In the last couple years, food security has become a more prominent issue especially after the war in Ukraine. But war is not the only reason for food security crisis, from now on, the biggest threat would be climate change.
Climate change or often referred to as global warming, is the gradual alteration of the Earth’s climate patterns due to repeated actions of burning fossil fuels and deforestation, making the climate changes faster than it should. The impacts of climate change are touching every aspect of our lives, from harming the environment, causing extreme storms and heatwaves, increasing sea water levels, to making it harder to grow food and find clean water. From the rice paddies of Indonesia to the cornfields of the Midwest, the way we produce, distribute, and enjoy our food is changing, and the consequences are global.
So, how exactly does climate change affect our food security?

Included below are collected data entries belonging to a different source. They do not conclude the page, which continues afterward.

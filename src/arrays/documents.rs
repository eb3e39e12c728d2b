// Copyright 2025 the altshift-arrays developers
//
// Licensed under the Apache License, Version 2.0 (the "License");
// you may not use this file except in compliance with the License.
// You may obtain a copy of the License at
//
//	http://www.apache.org/licenses/LICENSE-2.0
//
// Unless required by applicable law or agreed to in writing, software
// distributed under the License is distributed on an "AS IS" BASIS,
// WITHOUT WARRANTIES OR CONDITIONS OF ANY KIND, either express or implied.
// See the License for the specific language governing permissions and
// limitations under the License.

use serde::{Deserialize, Serialize};

/// Document with an integer-array field, inserted once per run.
///
/// The field name is part of the stored representation and must stay
/// `some_array`.
#[derive(Debug, Serialize, Deserialize)]
pub(crate) struct IntArrayDocument {
    pub(crate) some_array: Vec<i32>,
}

impl IntArrayDocument {

    pub(crate) fn sample() -> IntArrayDocument {
        IntArrayDocument {
            some_array: vec![1, 2, 3, 4],
        }
    }

}

/// Document with a string-array field, inserted on the same collection.
#[derive(Debug, Serialize, Deserialize)]
pub(crate) struct StringArrayDocument {
    pub(crate) string_array: Vec<String>,
}

impl StringArrayDocument {

    pub(crate) fn sample() -> StringArrayDocument {
        StringArrayDocument {
            string_array: vec![
                "bernie".to_string(),
                "ernie".to_string(),
                "dottie".to_string(),
            ],
        }
    }

}

#[cfg(test)]
mod tests {
    use super::*;
    use bson::Bson;

    #[test]
    fn int_array_serializes_with_exact_field_name() {
        let doc = bson::to_document(&IntArrayDocument::sample()).unwrap();
        assert_eq!(doc.keys().map(|k| k.as_str()).collect::<Vec<_>>(), vec!["some_array"]);

        let arr = doc.get_array("some_array").unwrap();
        let expected: Vec<Bson> = vec![1, 2, 3, 4].into_iter().map(Bson::Int32).collect();
        assert_eq!(arr, &expected);
    }

    #[test]
    fn string_array_serializes_with_exact_field_name() {
        let doc = bson::to_document(&StringArrayDocument::sample()).unwrap();
        assert_eq!(doc.keys().map(|k| k.as_str()).collect::<Vec<_>>(), vec!["string_array"]);

        let arr = doc.get_array("string_array").unwrap();
        let expected: Vec<Bson> = ["bernie", "ernie", "dottie"]
            .iter()
            .map(|s| Bson::String(s.to_string()))
            .collect();
        assert_eq!(arr, &expected);
    }
}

With the rise in temperatures, hotter days are becoming the new norm. For many crops that have thrived in relatively stable conditions, these temperature extremes are causing a shock to the system. For example, Indonesia, a country heavily reliant on rice as a staple. The current higher temperatures are affecting the growth of this crop, threatening yields and food security for millions. This means less food will be available to yield, which can result in food shortages and higher prices. As climate change intensifies, we must adapt our farming practices and food systems to ensure everyone has enough to eat.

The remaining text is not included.